The April 4 announcement stressed that the JASON group, which had been instrumental in convincing Clinton of the marginal utility of HNEs, considered that subcritical testing "will add valuable scientific information to our database relevant to the performance of our nuclear weapons, and... there is no conceivable scenario in which these experiments lead to criticality." Others are sceptical. Frank von Hippel, who served as assistant director for national security in the White House Office of Science and Technology from 1993-4, questioned the necessity of subcritical tests and criticised the decision to hold them underground. The first of the tests, now scheduled for June and September, 1997, are to be conducted underground at the Nevada Test Site in the 'Low Yield Nuclear Experimental Research' (LYNER) facility [now named U1a]. Von Hippel raised verification concerns and questioned whether it would be possible to distinguish between HNEs, banned by the zero yield CTBT, and a subcritical test, which the US government says is not: "from space, activity at the test site associated with a subcritical test would be virtually indistinguishable from that for any other underground experiment, including a hydronuclear test...seismic data would be of no use in determining what fraction of the energy from an explosion was nuclear." In the eyes of some CTBT signatories, the fact that subcritical tests involve the detonation of some of the warhead materials, including minute quantities of plutonium, qualify them to be regarded as 'nuclear test explosions', whether or not there is a release of nuclear energy from direct fission.

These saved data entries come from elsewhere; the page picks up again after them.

use std::collections::BTreeMap;

use num_complex::Complex64;

use crate::error::{Result, ensure_same_len};
use crate::tides::phase_factor;

pub const PLUS: &str = "plus";
pub const CROSS: &str = "cross";

/// Frequency-domain polarizations keyed by name
///
/// Every array is expected to be as long as the frequency array it was
/// generated on; [`Polarizations::check_len`] enforces that.
#[derive(Debug, Clone, Default, PartialEq)]
pub struct Polarizations {
    modes: BTreeMap<String, Vec<Complex64>>,
}

impl Polarizations {
    pub fn new() -> Self {
        Self::default()
    }

    /// Conventional plus/cross pair.
    pub fn plus_cross(plus: Vec<Complex64>, cross: Vec<Complex64>) -> Self {
        let mut polarizations = Self::new();
        polarizations.insert(PLUS, plus);
        polarizations.insert(CROSS, cross);
        polarizations
    }

    pub fn insert(&mut self, name: impl Into<String>, values: Vec<Complex64>) {
        self.modes.insert(name.into(), values);
    }

    pub fn get(&self, name: &str) -> Option<&[Complex64]> {
        self.modes.get(name).map(Vec::as_slice)
    }

    pub fn names(&self) -> impl Iterator<Item = &str> {
        self.modes.keys().map(String::as_str)
    }

    pub fn iter(&self) -> impl Iterator<Item = (&str, &[Complex64])> {
        self.modes.iter().map(|(k, v)| (k.as_str(), v.as_slice()))
    }

    pub fn len(&self) -> usize {
        self.modes.len()
    }

    pub fn is_empty(&self) -> bool {
        self.modes.is_empty()
    }

    /// Fail unless every polarization has exactly `expected` samples.
    pub fn check_len(&self, expected: usize) -> Result<()> {
        self.modes
            .values()
            .try_for_each(|values| ensure_same_len(expected, values.len()))
    }

    /// Multiply every polarization element-wise by exp(-iΔφ).
    pub fn apply_phase(&mut self, phase: &[f64]) -> Result<()> {
        self.check_len(phase.len())?;
        let factors: Vec<Complex64> = phase.iter().map(|&phi| phase_factor(phi)).collect();
        for values in self.modes.values_mut() {
            for (h, factor) in values.iter_mut().zip(&factors) {
                *h *= *factor;
            }
        }
        Ok(())
    }
}

#[cfg(test)]
mod tests {
    use super::*;
    use approx::assert_relative_eq;

    #[test]
    fn test_apply_phase_rotates_each_mode() {
        let one = Complex64::new(1.0, 0.0);
        let mut pols = Polarizations::plus_cross(vec![one; 2], vec![Complex64::new(0.0, 2.0); 2]);
        pols.apply_phase(&[0.0, std::f64::consts::FRAC_PI_2]).unwrap();

        let plus = pols.get(PLUS).unwrap();
        assert_relative_eq!(plus[0].re, 1.0);
        assert_relative_eq!(plus[1].im, -1.0, epsilon = 1e-15);

        // i·2 · exp(-iπ/2) = 2
        let cross = pols.get(CROSS).unwrap();
        assert_relative_eq!(cross[1].re, 2.0, epsilon = 1e-15);
        assert_relative_eq!(cross[1].im, 0.0, epsilon = 1e-15);
    }

    #[test]
    fn test_apply_phase_length_mismatch() {
        let mut pols = Polarizations::plus_cross(vec![Complex64::default(); 3], vec![]);
        assert!(pols.apply_phase(&[0.0; 3]).is_err());
    }

    #[test]
    fn test_keys_preserved() {
        let mut pols = Polarizations::plus_cross(vec![], vec![]);
        pols.apply_phase(&[]).unwrap();
        assert_eq!(pols.names().collect::<Vec<_>>(), vec![CROSS, PLUS]);
    }
}
use std::collections::HashMap;

use bnstide::source::{BinaryParameters, BnsParameters, SourceParameters};

pub fn binary(mass_1: f64, mass_2: f64) -> BinaryParameters {
    BinaryParameters {
        mass_1,
        mass_2,
        luminosity_distance: 40.0,
        a_1: 0.0,
        tilt_1: 0.0,
        phi_12: 0.0,
        a_2: 0.0,
        tilt_2: 0.0,
        phi_jl: 0.0,
        theta_jn: 2.64,
        phase: 0.0,
    }
}

pub fn gw170817_like(mass_2: f64, lambda_s: f64, xi_tilde: Option<f64>) -> SourceParameters {
    SourceParameters {
        binary: binary(1.38, mass_2),
        lambda_s,
        xi_tilde,
    }
}

pub fn bns_parameters(lambda_1: f64, lambda_2: f64) -> BnsParameters {
    BnsParameters {
        binary: binary(1.35, 1.25),
        lambda_1,
        lambda_2,
    }
}

/// Sampler-style keyword map for a source sampled on lambda_s and xi_tilde
pub fn parameter_map(lambda_s: f64, xi_tilde: f64) -> HashMap<String, f64> {
    [
        ("mass_1", 1.38),
        ("mass_2", 1.30),
        ("luminosity_distance", 40.0),
        ("a_1", 0.0),
        ("tilt_1", 0.0),
        ("phi_12", 0.0),
        ("a_2", 0.0),
        ("tilt_2", 0.0),
        ("phi_jl", 0.0),
        ("theta_jn", 2.64),
        ("phase", 0.0),
        ("lambda_s", lambda_s),
        ("xi_tilde", xi_tilde),
        ("reference_frequency", 50.0),
        ("minimum_frequency", 40.0),
    ]
    .into_iter()
    .map(|(k, v)| (k.to_string(), v))
    .collect()
}
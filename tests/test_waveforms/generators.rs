use std::cell::RefCell;

use bnstide::source::{
    BnsParameters, PolarizationGenerator, Polarizations, RelativeBinningGenerator,
    WaveformArguments,
};
use bnstide::{Result, TideError};
use num_complex::Complex64;

/// Smooth stand-in polarizations; remembers the last parameters it saw.
#[derive(Default)]
pub struct RecordingGenerator {
    pub last_params: RefCell<Option<BnsParameters>>,
    pub last_fiducial: RefCell<Option<bool>>,
}

impl RecordingGenerator {
    fn plus_cross(frequencies: &[f64], params: &BnsParameters) -> Polarizations {
        let plus: Vec<Complex64> = frequencies
            .iter()
            .map(|&f| {
                let amplitude = 1.0 / (1.0 + f.abs());
                Complex64::from_polar(amplitude, 1e-4 * params.lambda_1 * f)
            })
            .collect();
        let cross = plus.iter().map(|h| h * Complex64::i()).collect();
        Polarizations::plus_cross(plus, cross)
    }

    pub fn last_lambdas(&self) -> Option<(f64, f64)> {
        let params = *self.last_params.borrow();
        params.map(|p| (p.lambda_1, p.lambda_2))
    }
}

impl PolarizationGenerator for RecordingGenerator {
    fn polarizations(
        &self,
        frequencies: &[f64],
        params: &BnsParameters,
        _args: &WaveformArguments,
    ) -> Result<Polarizations> {
        *self.last_params.borrow_mut() = Some(*params);
        Ok(Self::plus_cross(frequencies, params))
    }
}

impl RelativeBinningGenerator for RecordingGenerator {
    fn polarizations_relative_binning(
        &self,
        frequencies: &[f64],
        params: &BnsParameters,
        _args: &WaveformArguments,
        fiducial: bool,
    ) -> Result<Polarizations> {
        *self.last_params.borrow_mut() = Some(*params);
        *self.last_fiducial.borrow_mut() = Some(fiducial);
        Ok(Self::plus_cross(frequencies, params))
    }
}

/// Drops the last frequency bin, violating the output length contract.
pub struct TruncatingGenerator;

impl PolarizationGenerator for TruncatingGenerator {
    fn polarizations(
        &self,
        frequencies: &[f64],
        _params: &BnsParameters,
        _args: &WaveformArguments,
    ) -> Result<Polarizations> {
        let n = frequencies.len().saturating_sub(1);
        Ok(Polarizations::plus_cross(
            vec![Complex64::new(1.0, 0.0); n],
            vec![Complex64::new(0.0, 1.0); n],
        ))
    }
}

pub struct FailingGenerator;

impl PolarizationGenerator for FailingGenerator {
    fn polarizations(
        &self,
        _frequencies: &[f64],
        _params: &BnsParameters,
        _args: &WaveformArguments,
    ) -> Result<Polarizations> {
        Err(TideError::Waveform("approximant not available".to_string()))
    }
}
use super::Record;

pub fn format<R: Record>(record: &R) -> String {
    record.csv_fields().join(",")
}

The lack of any definition of a nuclear test explosion in the Treaty scope means that this can be interpreted only in the light of the negotiating record. The United States argues that the statement made in August 1995, when it dropped its 4 lb. criterion in favour of the zero yield, is clear on this point. At that time, Clinton identified six 'safeguards' that the US linked with its decision.
Three of these safeguards were cited on April 4 as relevant to subcritical tests:
The conducting of subcritical tests gives rise to two fundamental challenges to the credibility of the CTBT: verification effectiveness and political purpose. To reduce the opportunity for compliance ambiguities and challenges which could undermine the CTBT regime, Von Hippel argued that the US should not go forward with any subcritical experiments unless it has undertaken a peer review to determine whether the tests were needed (and for what), looked into whether the experiment could be carried out above-ground, and put in place transparency arrangements sufficient to provide international verification that the experiments were indeed subcritical. Although the release of a JASON review into subcritical tests the day before the April 4 announcement suggests that attempts were made to meet the first of these conditions, the concerns of many CTBT negotiators and analysts have not been allayed. Calls have been growing for the subcritical test programme to be cancelled. The Clinton administration, with its eyes on a potentially difficult struggle to get the treaty ratified, feels it has no choice but to present cast-iron backing for the Stockpile Stewardship programme and associated activities. Afraid that the labs, the intelligence community and nuclear defence proponents may lobby the Senate hawks with arguments that a test ban will leave the US defenceless, Clinton is bent on talking up the money, programmes and safeguards he has put in place to ensure that the Treaty will be effective against proliferation without materially affecting US reliance on nuclear weapons.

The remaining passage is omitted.